O ministro Paulo Portas, à semelhança do resto do Governo, exulta com o estado do país. Diz que “a recessão foi embora, o crescimento voltou, o desemprego está a recuar”, as exportações “subiram” e o turismo “teve o melhor ano de sempre em 2013.” (Jornal de Negócios, 28/junho). E conclui, satisfeitíssimo: “O país viveu três anos sob o ciclo da troika. Esse tempo terminou.” (idem).
A realidade é bem outra. Nem a recessão acabou, nem há retoma económica, nem a troika deixou de interferir na política do país.
Desceu o desemprego?
O desemprego está a recuar, gaba-se Portas, e é um facto que, de acordo com números divulgados recentemente, desceu 2,6% em maio, estando atualmente nos 14,6% (o que é ainda uma taxa elevadíssima). Os dirigentes sindicais da CGTP e da UGT explicaram a que se deve esta descida: à emigração, ao desencorajamento de muitos desempregados de longa duração que deixaram de se inscrever nos centros de emprego (declarações de Arménio Carlos à Antena 1, 1/julho), ao emprego sazonal e à colocação de desempregados em formação profissional (Carlos Silva, no mesmo dia). Este último colocou mesmo o dedo na ferida ao lembrar: “E a taxa de emprego? O problema é que não há investimento nem criação de emprego.” (idem)
Apesar destas denúncias (corretas) nem a CGTP nem a UGT têm implementado formas de organização para agrupar os desempregados e mobilizá-los em torno de verdadeiras reivindicações de combate ao desemprego, como por exemplo: a divisão das horas de trabalho (sem redução de salário) para que todos tenham emprego, e o fim imediato dos despedimentos.
Porque não há crescimento nem criação de emprego?
O facto de todos falarem de crescimento e criação de emprego (inclusive dirigentes sindicais) e afinal ser tão difícil que tal se verifique, parece um mistério… Mas não é, se compreendermos como funciona o sistema capitalista hoje.
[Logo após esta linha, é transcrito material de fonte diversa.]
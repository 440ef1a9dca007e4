/// Everything that can re-enter the update engine.
use std::net::IpAddr;

use crate::transport::{ConnId, TransportError};

#[derive(Debug)]
pub enum Event {
    /// Asynchronous name lookup finished (`None` = lookup failed)
    Resolved { generation: u64, addr: Option<IpAddr> },
    Connected { conn: ConnId },
    Received { conn: ConnId, data: Vec<u8> },
    Disconnected { conn: ConnId },
    /// Connect failure or socket error
    Error { conn: ConnId, error: TransportError },
    TimerFired { epoch: u64 },
}
/// NOR flash emulated by a file on disk.
use std::fs::{File, OpenOptions};
use std::io::{Read, Seek, SeekFrom, Write};
use std::path::{Path, PathBuf};
use tracing::info;

use crate::flash::{ERASED_BYTE, Flash, FlashError, SECTOR_SIZE};

pub struct FileFlash {
    path: PathBuf,
    file: File,
    size: u32,
}

impl FileFlash {
    /// Open or create a flash image of `size` bytes. A new or short file is
    /// extended with erased bytes.
    pub fn open(path: &Path, size: u32) -> Result<Self, FlashError> {
        let mut file = OpenOptions::new()
            .read(true)
            .write(true)
            .create(true)
            .truncate(false)
            .open(path)?;

        let current = file.metadata()?.len();
        if current < size as u64 {
            file.seek(SeekFrom::Start(current))?;
            let fill = vec![ERASED_BYTE; (size as u64 - current) as usize];
            file.write_all(&fill)?;
            file.flush()?;
            info!("Initialised {} byte flash image at {}", size, path.display());
        }

        Ok(Self {
            path: path.to_path_buf(),
            file,
            size,
        })
    }

    pub fn path(&self) -> &Path {
        &self.path
    }

    pub fn size(&self) -> u32 {
        self.size
    }

    pub fn read_at(&self, addr: u32, len: usize) -> Result<Vec<u8>, FlashError> {
        if addr as u64 + len as u64 > self.size as u64 {
            return Err(FlashError::Io(std::io::Error::new(
                std::io::ErrorKind::UnexpectedEof,
                format!("read past end of {} byte flash", self.size),
            )));
        }
        let mut file = &self.file;
        file.seek(SeekFrom::Start(addr as u64))?;
        let mut out = vec![0u8; len];
        file.read_exact(&mut out)?;
        Ok(out)
    }
}

impl Flash for FileFlash {
    fn erase_sector(&mut self, sector: u32) -> Result<(), FlashError> {
        let start = sector as u64 * SECTOR_SIZE as u64;
        if start + SECTOR_SIZE as u64 > self.size as u64 {
            return Err(FlashError::Erase {
                sector,
                reason: format!("beyond end of {} byte flash", self.size),
            });
        }
        self.file.seek(SeekFrom::Start(start))?;
        self.file.write_all(&[ERASED_BYTE; SECTOR_SIZE as usize])?;
        Ok(())
    }

    fn write(&mut self, addr: u32, data: &[u8]) -> Result<(), FlashError> {
        if addr as u64 + data.len() as u64 > self.size as u64 {
            return Err(FlashError::Program {
                addr,
                len: data.len(),
                reason: format!("beyond end of {} byte flash", self.size),
            });
        }
        // Programming can only clear bits.
        let mut cells = self.read_at(addr, data.len())?;
        for (cell, byte) in cells.iter_mut().zip(data) {
            *cell &= *byte;
        }
        self.file.seek(SeekFrom::Start(addr as u64))?;
        self.file.write_all(&cells)?;
        Ok(())
    }
}
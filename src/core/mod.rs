pub mod engine;
pub mod error;
pub mod event;
mod negotiator;
pub mod session;
mod streamer;
pub mod updater;

pub use engine::OtaEngine;
pub use error::{StartError, UpgradeError};
pub use event::Event;
pub use session::{Completion, Operation, Phase, UpgradeOutcome};
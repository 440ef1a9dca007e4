/// Services manager: wires the host services into an update driver.
use std::path::PathBuf;
use tokio::sync::mpsc;
use tracing::info;

use crate::config::{EngineConfig, ServerConfig};
use crate::core::OtaEngine;
use crate::core::updater::Updater;
use crate::services::boot_store::FileBootStore;
use crate::services::flash_file::FileFlash;
use crate::services::tcp::TcpTransport;
use crate::services::watchdog::TokioWatchdog;

/// Default emulated part: 1 MiB, room for both banks of the default layout
pub const DEFAULT_FLASH_SIZE: u32 = 0x10_0000;

pub type HostUpdater = Updater<TcpTransport, TokioWatchdog, FileFlash, FileBootStore>;

/// Where the host keeps its emulated device
#[derive(Debug, Clone)]
pub struct HostPaths {
    pub flash_image: PathBuf,
    pub flash_size: u32,
    pub state_dir: PathBuf,
}

/// Open the flash image and boot state, then build an updater whose transport
/// and watchdog report into a fresh event channel. Must run inside a tokio
/// runtime.
pub fn build_updater(
    server: ServerConfig,
    config: EngineConfig,
    paths: &HostPaths,
) -> anyhow::Result<HostUpdater> {
    let flash = FileFlash::open(&paths.flash_image, paths.flash_size)?;
    let boot = FileBootStore::open(&paths.state_dir)?;
    info!(
        "Host device: flash {} ({} bytes), boot state in {}",
        paths.flash_image.display(),
        paths.flash_size,
        paths.state_dir.display()
    );

    let (tx, rx) = mpsc::unbounded_channel();
    let engine = OtaEngine::new(
        server,
        config,
        TcpTransport::new(tx.clone()),
        TokioWatchdog::new(tx),
        flash,
        boot,
    );
    Ok(Updater::new(engine, rx))
}

#[cfg(test)]
mod tests {
    use super::*;
    use crate::boot::{Bootloader, UpgradeFlag};

    #[tokio::test]
    async fn test_build_creates_device_files() {
        let dir = tempfile::tempdir().unwrap();
        let paths = HostPaths {
            flash_image: dir.path().join("flash.bin"),
            flash_size: DEFAULT_FLASH_SIZE,
            state_dir: dir.path().join("state"),
        };
        let server = ServerConfig::new("127.0.0.1", 80, "/", "app.ver", "rom0.bin", "rom1.bin");

        let updater = build_updater(server, EngineConfig::default(), &paths).unwrap();
        assert!(!updater.engine().is_busy());
        assert_eq!(updater.engine().flash().size(), DEFAULT_FLASH_SIZE);
        assert_eq!(
            updater.engine().bootloader().upgrade_flag().unwrap(),
            UpgradeFlag::Idle
        );
        assert!(paths.state_dir.join("rboot.cfg").exists());
    }
}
Políticos e economistas de todos os matizes insistem que, agora que a troika se foi (o que ainda falta provar) é hora de investir, pôr a banca a financiar as empresas, etc.. Mas “esquecem” que cada vez menos o capitalismo é capaz de investir na produção. Não que ele não tenha capacidade de produzir o suficiente – pelo contrário, a economia mundial seria hoje capaz de suprir as necessidades básicas de toda a humanidade. O problema é que, quando os capitalistas já não conseguem retirar um lucro satisfatório da venda de mercadorias, entram numa situação de crise, e por isso param a produção, fecham empresas e despedem trabalhadores, dando origem a “uma enorme sangria económica e social para retomarem a produção e os seus lucros a partir dum patamar de maior exploração” (excertos do programa fundador do MAS, março/2012).
O que há é mais exploração e economia de casino!
Outra forma de os capitalistas contornarem a crise é aplicando os seus capitais, não na produção (onde o retorno dos lucros é mais alongado no tempo) mas sim na especulação, onde os ganhos são quase imediatos (e colossais). Os apelos piedosos para que os capitalistas promovam o crescimento económico e os banqueiros financiem o investimento produtivo não passam disso mesmo – apelos sem consequências. O empresário e o banqueiro farão aquilo que for melhor para garantir os seus lucros, e não para satisfazer as necessidades do povo português ou para relançar a economia produtiva do país. Para uma verdadeira recuperação desta seria necessário, em primeiro lugar, “renacionalizar a banca, com uma nova moeda nacional” (in Ruptura nº 135).
Esta imensa tarefa, que toca profundamente nos interesses de quem nos explora e domina, só a luta e a organização da classe trabalhadora a pode conseguir.
E quanto à dívida? E quanto à troika?
Ninguém fala dela ultimamente, mas o garrote duma dívida que já representa 130% do PIB não desapareceu como que por magia, bem pelo contrário. “A fatura dos juros cresceu de forma impressionante”, diz o DN (15/junho): mais 15,5% nos primeiros 5 meses do ano, comparando com o mesmo período de 2013. E é a isto que Portas chama de fim de ciclo!… Enquanto houver dívida deste calibre não há economia que aguente, e a recessão não só se torna inevitável como permanente.
Quanto à troika, já é público que ela “não largará Portugal (…) enquanto os cortes definitivos nos salários e nas pensões não forem aprovados e aplicados” (DN, 18/Abril). A diretora do FMI é taxativa: “Continua a ser necessária uma monitorização reforçada da implementação orçamental” (idem). Ou seja, por mais que Portas se ponha em bicos de pés a dizer que não, a troika é quem manda aqui. Essa é que é a verdade, e não as tiradas propagandísticas de Paulo Portas.